> _ACTIVITY_: Pull each line containing "insert" out of the listing below.

Segment Open

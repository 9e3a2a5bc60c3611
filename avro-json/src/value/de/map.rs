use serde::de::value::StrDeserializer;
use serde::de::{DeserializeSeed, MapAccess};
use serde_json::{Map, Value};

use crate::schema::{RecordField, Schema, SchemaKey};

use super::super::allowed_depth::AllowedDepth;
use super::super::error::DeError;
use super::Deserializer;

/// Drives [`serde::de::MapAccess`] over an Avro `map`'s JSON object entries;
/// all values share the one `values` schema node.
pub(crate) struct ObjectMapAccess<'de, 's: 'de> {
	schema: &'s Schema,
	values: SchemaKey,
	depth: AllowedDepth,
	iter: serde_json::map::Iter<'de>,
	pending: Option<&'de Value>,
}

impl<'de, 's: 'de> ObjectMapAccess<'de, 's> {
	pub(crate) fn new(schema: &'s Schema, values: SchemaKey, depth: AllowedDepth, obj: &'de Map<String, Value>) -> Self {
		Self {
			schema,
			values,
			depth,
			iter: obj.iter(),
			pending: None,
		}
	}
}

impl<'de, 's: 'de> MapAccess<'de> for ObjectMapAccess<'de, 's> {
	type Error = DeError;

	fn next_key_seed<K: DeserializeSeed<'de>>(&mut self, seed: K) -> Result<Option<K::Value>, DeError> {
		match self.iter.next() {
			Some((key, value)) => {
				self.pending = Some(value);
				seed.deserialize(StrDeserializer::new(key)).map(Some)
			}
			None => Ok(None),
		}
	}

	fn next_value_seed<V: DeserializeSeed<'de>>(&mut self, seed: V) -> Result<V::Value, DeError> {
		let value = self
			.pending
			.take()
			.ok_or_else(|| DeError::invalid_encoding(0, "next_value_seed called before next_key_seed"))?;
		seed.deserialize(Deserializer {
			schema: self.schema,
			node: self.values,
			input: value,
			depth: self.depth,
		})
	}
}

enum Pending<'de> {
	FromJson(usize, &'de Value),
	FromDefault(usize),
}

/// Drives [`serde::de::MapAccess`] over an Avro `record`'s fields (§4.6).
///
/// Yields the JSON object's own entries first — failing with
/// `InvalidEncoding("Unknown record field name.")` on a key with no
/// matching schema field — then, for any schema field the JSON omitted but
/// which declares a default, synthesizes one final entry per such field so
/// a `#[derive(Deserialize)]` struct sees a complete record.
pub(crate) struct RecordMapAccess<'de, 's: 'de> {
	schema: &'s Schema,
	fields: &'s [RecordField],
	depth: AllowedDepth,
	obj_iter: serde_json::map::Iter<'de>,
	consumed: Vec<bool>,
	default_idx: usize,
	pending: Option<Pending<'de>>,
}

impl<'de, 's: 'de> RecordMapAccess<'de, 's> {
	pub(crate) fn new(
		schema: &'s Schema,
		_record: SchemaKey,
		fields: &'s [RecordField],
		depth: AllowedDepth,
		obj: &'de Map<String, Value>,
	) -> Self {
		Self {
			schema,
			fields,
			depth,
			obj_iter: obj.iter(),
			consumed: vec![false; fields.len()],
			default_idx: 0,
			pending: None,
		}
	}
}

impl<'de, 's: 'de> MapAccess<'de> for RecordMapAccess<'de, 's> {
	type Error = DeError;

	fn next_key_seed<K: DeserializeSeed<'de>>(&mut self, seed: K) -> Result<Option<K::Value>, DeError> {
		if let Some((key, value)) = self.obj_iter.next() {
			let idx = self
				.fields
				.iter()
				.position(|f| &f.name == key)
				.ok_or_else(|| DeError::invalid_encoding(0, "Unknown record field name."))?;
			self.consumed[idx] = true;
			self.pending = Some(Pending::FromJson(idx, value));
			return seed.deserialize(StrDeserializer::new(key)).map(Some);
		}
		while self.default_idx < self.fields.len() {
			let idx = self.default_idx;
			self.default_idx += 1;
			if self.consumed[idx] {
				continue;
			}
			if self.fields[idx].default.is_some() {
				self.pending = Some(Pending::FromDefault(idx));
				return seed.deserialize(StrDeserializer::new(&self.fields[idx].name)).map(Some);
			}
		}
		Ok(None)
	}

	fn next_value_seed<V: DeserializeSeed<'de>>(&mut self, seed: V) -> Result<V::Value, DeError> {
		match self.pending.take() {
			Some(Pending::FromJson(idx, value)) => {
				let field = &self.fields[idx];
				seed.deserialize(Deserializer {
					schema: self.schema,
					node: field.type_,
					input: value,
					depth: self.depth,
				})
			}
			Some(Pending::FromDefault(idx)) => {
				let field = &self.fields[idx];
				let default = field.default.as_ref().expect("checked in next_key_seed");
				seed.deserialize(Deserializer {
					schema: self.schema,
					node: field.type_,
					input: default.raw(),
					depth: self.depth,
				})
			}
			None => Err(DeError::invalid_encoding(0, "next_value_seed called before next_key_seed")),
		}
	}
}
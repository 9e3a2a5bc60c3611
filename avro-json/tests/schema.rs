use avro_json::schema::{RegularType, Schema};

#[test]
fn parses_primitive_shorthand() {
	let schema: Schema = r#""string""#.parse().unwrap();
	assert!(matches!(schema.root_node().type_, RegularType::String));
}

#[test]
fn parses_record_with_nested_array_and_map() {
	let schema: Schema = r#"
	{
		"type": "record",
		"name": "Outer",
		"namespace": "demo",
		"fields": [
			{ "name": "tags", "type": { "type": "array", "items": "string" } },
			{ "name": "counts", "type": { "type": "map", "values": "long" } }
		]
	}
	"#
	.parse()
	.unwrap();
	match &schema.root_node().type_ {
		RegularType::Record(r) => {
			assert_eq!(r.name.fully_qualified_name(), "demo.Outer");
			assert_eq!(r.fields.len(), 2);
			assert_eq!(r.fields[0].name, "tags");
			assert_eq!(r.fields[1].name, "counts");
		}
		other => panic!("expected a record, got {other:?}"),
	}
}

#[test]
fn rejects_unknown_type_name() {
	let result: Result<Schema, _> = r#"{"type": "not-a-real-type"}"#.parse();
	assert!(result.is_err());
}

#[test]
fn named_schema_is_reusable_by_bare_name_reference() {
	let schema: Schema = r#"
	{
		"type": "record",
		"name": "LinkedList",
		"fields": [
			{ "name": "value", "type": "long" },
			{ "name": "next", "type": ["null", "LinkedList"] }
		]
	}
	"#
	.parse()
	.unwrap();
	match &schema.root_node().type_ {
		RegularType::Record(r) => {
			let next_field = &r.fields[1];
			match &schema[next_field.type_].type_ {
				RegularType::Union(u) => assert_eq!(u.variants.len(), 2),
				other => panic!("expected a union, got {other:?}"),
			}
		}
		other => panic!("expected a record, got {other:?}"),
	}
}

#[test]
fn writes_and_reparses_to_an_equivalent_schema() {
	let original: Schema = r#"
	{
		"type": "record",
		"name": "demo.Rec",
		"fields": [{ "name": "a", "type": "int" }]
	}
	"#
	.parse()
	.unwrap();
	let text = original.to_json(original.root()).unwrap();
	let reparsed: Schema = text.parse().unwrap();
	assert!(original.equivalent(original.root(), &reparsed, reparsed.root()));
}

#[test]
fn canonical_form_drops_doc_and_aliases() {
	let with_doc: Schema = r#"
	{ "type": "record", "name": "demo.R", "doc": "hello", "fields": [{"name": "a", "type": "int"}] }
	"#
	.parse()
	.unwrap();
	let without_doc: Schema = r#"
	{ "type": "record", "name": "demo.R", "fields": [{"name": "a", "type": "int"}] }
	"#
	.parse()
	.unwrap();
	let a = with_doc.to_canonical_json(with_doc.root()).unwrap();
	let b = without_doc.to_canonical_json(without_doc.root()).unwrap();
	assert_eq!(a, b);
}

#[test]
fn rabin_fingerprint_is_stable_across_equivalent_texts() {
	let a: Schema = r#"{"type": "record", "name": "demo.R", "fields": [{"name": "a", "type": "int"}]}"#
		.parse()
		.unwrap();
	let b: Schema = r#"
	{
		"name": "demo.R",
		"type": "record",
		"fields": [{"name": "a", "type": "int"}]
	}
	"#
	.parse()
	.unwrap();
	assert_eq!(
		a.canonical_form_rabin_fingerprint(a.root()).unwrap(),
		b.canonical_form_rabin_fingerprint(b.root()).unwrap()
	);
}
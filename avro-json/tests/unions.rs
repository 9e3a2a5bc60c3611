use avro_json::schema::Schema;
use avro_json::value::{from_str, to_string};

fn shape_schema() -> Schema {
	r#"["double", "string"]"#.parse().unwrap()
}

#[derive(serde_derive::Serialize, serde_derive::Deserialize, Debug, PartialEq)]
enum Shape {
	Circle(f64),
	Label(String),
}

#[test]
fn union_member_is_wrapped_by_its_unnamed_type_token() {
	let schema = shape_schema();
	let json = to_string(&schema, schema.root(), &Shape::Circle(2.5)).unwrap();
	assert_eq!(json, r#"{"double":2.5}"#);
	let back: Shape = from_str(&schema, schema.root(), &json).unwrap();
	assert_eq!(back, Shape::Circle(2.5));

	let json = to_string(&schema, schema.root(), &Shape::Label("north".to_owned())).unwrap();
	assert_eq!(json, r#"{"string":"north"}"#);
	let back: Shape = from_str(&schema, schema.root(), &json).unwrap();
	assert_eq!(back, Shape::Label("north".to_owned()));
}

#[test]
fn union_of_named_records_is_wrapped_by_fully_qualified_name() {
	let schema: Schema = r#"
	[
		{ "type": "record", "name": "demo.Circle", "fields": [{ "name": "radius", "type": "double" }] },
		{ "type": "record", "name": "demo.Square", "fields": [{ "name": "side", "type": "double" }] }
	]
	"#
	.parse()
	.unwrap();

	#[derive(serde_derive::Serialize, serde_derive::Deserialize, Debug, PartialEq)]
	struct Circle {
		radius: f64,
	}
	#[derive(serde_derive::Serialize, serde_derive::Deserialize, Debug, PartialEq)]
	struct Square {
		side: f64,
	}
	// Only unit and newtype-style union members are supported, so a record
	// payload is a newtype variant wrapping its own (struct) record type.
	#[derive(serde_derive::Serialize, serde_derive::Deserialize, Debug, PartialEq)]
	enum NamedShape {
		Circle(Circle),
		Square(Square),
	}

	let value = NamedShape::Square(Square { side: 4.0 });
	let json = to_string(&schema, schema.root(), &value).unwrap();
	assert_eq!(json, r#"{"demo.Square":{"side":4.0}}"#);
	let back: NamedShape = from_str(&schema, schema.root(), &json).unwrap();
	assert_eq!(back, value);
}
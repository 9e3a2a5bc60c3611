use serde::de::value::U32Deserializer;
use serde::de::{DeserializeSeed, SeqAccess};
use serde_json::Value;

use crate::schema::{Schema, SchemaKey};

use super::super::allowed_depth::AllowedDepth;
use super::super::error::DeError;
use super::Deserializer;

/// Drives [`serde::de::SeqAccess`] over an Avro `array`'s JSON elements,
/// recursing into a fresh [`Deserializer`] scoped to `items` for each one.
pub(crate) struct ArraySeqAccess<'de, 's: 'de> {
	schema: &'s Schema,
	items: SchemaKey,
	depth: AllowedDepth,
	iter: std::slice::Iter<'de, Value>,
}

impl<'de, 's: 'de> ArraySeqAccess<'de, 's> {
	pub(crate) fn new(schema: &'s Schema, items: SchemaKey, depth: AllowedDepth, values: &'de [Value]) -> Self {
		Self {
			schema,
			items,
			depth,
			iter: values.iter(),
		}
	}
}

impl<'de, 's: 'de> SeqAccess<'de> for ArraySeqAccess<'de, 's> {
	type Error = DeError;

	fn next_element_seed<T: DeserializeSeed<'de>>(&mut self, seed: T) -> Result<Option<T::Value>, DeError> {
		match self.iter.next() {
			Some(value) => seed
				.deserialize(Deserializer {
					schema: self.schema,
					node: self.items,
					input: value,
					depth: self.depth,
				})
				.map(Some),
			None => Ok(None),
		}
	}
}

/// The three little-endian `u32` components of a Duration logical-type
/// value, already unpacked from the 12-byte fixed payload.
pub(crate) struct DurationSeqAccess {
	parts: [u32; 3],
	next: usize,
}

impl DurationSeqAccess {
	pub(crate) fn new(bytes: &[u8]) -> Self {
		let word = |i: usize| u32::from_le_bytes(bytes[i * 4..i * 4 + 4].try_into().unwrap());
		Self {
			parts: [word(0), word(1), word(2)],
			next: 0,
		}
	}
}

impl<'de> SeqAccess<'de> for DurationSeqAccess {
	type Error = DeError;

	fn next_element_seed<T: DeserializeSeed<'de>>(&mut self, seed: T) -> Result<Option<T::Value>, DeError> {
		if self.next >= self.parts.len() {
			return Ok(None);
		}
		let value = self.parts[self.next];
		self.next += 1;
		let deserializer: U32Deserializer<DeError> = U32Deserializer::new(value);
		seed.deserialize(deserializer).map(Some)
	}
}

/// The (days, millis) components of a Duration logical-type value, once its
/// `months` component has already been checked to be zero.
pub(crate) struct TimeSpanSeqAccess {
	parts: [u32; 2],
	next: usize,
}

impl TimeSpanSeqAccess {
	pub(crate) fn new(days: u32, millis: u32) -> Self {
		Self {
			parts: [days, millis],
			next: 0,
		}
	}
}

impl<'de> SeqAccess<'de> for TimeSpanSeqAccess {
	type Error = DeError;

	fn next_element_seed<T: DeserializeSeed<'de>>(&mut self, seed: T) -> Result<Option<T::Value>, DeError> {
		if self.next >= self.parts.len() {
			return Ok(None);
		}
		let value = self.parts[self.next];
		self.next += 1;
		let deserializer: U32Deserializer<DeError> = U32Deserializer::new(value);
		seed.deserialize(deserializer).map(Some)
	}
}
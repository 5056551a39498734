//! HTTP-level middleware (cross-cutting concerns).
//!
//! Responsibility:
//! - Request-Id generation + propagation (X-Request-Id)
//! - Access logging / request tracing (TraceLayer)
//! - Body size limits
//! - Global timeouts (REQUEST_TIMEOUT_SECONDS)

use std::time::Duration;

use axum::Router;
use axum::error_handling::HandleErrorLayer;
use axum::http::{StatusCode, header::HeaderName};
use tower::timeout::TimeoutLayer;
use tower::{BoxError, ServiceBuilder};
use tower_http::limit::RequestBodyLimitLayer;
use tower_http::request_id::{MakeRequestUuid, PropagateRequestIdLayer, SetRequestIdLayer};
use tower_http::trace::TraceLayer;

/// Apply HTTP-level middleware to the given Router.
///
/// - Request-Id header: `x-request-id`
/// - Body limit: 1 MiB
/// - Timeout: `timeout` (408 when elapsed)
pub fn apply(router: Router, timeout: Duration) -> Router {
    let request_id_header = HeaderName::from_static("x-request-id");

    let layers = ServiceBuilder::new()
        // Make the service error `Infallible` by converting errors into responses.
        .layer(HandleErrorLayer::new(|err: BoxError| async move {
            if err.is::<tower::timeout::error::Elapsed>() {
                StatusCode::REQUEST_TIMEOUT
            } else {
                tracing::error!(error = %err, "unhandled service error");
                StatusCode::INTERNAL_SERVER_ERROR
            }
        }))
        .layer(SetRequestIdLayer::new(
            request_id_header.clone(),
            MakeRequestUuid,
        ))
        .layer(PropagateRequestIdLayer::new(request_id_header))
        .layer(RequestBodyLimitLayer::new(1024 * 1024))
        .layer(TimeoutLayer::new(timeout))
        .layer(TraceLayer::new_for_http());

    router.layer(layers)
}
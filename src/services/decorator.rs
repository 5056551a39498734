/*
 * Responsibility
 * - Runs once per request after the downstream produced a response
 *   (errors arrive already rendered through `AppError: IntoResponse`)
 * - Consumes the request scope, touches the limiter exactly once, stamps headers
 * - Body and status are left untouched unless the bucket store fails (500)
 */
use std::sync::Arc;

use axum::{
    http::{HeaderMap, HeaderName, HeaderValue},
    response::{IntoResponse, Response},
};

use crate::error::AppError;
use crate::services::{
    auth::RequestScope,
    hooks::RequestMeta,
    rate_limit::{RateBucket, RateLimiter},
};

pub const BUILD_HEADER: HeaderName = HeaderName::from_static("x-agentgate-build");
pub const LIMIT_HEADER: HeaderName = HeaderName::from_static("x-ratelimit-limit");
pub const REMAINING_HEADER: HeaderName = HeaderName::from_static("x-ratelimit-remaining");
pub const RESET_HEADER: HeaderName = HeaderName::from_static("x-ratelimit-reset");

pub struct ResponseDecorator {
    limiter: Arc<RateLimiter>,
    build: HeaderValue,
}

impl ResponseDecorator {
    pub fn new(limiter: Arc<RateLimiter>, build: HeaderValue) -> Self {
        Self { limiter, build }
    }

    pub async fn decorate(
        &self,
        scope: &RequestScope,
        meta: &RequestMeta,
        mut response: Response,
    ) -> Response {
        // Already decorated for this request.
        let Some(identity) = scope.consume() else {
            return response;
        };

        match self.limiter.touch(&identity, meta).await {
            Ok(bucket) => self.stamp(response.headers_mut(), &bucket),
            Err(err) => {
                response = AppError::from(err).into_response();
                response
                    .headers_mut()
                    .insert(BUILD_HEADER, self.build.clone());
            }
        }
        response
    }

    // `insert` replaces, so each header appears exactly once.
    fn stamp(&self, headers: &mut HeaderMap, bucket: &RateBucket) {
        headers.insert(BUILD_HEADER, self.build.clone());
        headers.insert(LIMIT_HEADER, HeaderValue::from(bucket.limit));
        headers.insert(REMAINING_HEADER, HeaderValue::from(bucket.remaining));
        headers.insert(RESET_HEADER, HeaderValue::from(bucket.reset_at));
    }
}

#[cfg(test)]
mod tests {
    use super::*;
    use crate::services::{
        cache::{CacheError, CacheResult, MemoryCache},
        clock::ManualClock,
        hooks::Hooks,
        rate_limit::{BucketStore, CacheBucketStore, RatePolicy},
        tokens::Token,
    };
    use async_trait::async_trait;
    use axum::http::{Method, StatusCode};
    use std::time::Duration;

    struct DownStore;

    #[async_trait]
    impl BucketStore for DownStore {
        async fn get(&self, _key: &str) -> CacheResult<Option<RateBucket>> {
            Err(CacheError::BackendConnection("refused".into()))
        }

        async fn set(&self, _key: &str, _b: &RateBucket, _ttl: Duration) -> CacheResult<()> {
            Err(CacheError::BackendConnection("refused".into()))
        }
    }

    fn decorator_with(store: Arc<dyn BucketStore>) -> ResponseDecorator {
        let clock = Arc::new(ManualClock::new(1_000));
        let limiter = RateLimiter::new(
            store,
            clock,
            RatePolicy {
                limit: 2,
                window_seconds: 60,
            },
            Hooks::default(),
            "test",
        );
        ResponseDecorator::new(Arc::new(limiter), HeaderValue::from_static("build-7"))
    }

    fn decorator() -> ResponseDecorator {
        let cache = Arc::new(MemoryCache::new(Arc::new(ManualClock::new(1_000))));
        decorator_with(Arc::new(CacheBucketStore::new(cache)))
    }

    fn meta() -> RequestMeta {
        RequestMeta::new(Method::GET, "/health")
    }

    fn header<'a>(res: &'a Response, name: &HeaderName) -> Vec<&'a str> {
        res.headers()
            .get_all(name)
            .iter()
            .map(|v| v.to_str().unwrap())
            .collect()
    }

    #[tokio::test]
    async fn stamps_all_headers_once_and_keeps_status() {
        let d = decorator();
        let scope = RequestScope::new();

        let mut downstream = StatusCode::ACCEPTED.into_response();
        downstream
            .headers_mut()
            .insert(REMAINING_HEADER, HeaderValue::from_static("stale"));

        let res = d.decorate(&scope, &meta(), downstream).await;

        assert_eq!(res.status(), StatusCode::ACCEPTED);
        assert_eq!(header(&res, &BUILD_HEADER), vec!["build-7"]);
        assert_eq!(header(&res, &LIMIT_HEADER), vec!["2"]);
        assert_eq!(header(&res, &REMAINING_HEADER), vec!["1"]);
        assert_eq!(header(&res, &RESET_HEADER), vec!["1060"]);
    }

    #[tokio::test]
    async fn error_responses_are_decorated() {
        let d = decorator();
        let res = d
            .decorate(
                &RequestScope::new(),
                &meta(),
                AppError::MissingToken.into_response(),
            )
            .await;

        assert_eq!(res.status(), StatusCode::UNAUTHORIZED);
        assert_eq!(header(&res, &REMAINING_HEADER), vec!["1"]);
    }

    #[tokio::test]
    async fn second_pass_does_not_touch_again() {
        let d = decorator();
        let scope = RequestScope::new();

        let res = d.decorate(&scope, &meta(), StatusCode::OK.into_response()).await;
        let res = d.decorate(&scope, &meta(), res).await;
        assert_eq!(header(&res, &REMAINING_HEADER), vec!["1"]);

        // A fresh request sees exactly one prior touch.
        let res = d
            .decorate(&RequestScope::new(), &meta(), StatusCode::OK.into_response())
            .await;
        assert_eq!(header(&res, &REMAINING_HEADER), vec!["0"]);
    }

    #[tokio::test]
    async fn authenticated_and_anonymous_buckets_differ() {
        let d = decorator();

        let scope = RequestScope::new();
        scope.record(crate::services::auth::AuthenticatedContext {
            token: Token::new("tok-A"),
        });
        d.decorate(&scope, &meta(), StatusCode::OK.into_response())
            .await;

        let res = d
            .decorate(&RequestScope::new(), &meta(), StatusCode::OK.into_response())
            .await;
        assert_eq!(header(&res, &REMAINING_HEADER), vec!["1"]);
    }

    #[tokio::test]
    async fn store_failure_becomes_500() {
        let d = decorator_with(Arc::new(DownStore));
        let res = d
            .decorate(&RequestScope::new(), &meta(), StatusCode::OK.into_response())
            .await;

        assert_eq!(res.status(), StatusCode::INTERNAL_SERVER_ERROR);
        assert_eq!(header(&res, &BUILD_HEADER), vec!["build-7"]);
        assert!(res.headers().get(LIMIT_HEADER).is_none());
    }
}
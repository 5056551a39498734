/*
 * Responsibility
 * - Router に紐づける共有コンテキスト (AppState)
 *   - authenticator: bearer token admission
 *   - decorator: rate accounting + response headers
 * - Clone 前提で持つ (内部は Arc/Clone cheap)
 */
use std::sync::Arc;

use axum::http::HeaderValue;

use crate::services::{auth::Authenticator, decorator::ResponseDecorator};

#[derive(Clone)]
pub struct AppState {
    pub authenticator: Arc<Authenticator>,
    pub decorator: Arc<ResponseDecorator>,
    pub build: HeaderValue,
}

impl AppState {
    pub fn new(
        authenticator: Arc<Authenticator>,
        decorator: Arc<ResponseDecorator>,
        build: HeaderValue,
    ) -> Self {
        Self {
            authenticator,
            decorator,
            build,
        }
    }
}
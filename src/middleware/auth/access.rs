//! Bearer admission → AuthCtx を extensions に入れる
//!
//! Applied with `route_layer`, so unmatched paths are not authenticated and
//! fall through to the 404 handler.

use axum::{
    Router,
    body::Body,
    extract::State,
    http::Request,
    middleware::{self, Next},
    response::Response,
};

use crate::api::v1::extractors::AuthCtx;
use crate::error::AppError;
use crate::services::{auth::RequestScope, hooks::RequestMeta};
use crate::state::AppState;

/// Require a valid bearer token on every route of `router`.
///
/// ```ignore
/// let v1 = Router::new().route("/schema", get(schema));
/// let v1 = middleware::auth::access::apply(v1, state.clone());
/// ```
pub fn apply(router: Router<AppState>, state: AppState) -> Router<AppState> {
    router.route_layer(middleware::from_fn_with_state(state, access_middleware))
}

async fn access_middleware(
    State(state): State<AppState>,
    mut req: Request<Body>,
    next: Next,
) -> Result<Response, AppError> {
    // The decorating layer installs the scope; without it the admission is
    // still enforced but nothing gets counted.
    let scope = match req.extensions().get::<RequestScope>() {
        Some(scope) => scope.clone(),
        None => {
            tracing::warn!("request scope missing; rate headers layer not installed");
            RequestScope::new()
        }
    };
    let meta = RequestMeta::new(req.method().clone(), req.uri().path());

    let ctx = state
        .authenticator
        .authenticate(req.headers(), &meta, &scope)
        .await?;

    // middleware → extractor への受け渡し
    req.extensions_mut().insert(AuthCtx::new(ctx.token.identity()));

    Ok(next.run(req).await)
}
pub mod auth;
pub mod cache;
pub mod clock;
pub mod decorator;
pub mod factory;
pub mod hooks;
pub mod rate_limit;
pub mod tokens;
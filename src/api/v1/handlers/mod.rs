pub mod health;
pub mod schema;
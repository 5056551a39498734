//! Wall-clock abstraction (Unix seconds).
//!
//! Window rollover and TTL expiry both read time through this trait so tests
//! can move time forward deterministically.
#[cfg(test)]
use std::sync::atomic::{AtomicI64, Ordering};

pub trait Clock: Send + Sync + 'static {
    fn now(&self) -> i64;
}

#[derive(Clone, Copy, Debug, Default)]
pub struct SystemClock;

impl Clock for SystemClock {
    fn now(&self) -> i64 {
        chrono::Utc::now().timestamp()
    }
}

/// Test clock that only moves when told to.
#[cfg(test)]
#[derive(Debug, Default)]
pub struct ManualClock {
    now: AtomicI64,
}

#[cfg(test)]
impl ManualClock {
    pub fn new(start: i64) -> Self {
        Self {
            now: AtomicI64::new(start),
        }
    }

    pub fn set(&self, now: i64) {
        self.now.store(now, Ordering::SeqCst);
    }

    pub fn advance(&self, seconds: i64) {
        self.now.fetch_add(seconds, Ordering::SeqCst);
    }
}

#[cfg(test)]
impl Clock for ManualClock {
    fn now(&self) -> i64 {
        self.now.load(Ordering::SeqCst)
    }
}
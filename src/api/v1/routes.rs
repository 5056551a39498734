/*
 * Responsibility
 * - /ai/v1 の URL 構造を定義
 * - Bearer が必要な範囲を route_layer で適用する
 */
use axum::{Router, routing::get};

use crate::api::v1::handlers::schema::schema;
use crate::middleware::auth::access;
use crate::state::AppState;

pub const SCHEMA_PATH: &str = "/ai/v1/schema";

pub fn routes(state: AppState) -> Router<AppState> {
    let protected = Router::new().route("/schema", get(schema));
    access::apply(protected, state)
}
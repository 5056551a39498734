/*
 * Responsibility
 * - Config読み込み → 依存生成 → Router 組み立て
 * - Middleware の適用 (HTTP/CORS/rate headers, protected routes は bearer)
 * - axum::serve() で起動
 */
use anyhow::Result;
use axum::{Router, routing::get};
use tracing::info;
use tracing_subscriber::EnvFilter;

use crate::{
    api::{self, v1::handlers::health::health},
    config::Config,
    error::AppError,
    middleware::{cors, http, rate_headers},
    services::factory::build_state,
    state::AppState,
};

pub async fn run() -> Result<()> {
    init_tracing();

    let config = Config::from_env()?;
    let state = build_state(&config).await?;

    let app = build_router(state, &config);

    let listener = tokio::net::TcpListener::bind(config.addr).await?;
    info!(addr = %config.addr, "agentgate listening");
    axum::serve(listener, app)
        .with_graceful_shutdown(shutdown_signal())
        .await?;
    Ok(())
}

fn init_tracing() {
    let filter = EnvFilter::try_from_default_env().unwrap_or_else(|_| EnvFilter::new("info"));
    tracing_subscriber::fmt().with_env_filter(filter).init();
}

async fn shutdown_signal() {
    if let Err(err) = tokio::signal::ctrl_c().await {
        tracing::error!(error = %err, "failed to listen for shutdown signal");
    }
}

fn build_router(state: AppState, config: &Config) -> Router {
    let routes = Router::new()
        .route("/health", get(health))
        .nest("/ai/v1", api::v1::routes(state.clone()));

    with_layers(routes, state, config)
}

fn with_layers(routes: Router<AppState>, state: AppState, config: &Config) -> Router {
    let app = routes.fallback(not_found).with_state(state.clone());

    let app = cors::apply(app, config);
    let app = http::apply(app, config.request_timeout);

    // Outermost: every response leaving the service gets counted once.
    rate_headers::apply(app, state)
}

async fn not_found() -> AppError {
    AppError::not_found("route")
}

Segment Closed

> _WORKED SOLUTION_:
                    .insert(BUILD_HEADER, self.build.clone());
    // `insert` replaces, so each header appears exactly once.
        headers.insert(BUILD_HEADER, self.build.clone());
        headers.insert(LIMIT_HEADER, HeaderValue::from(bucket.limit));
        headers.insert(REMAINING_HEADER, HeaderValue::from(bucket.remaining));
        headers.insert(RESET_HEADER, HeaderValue::from(bucket.reset_at));
            .insert(REMAINING_HEADER, HeaderValue::from_static("stale"));
    req.extensions_mut().insert(AuthCtx::new(ctx.token.identity()));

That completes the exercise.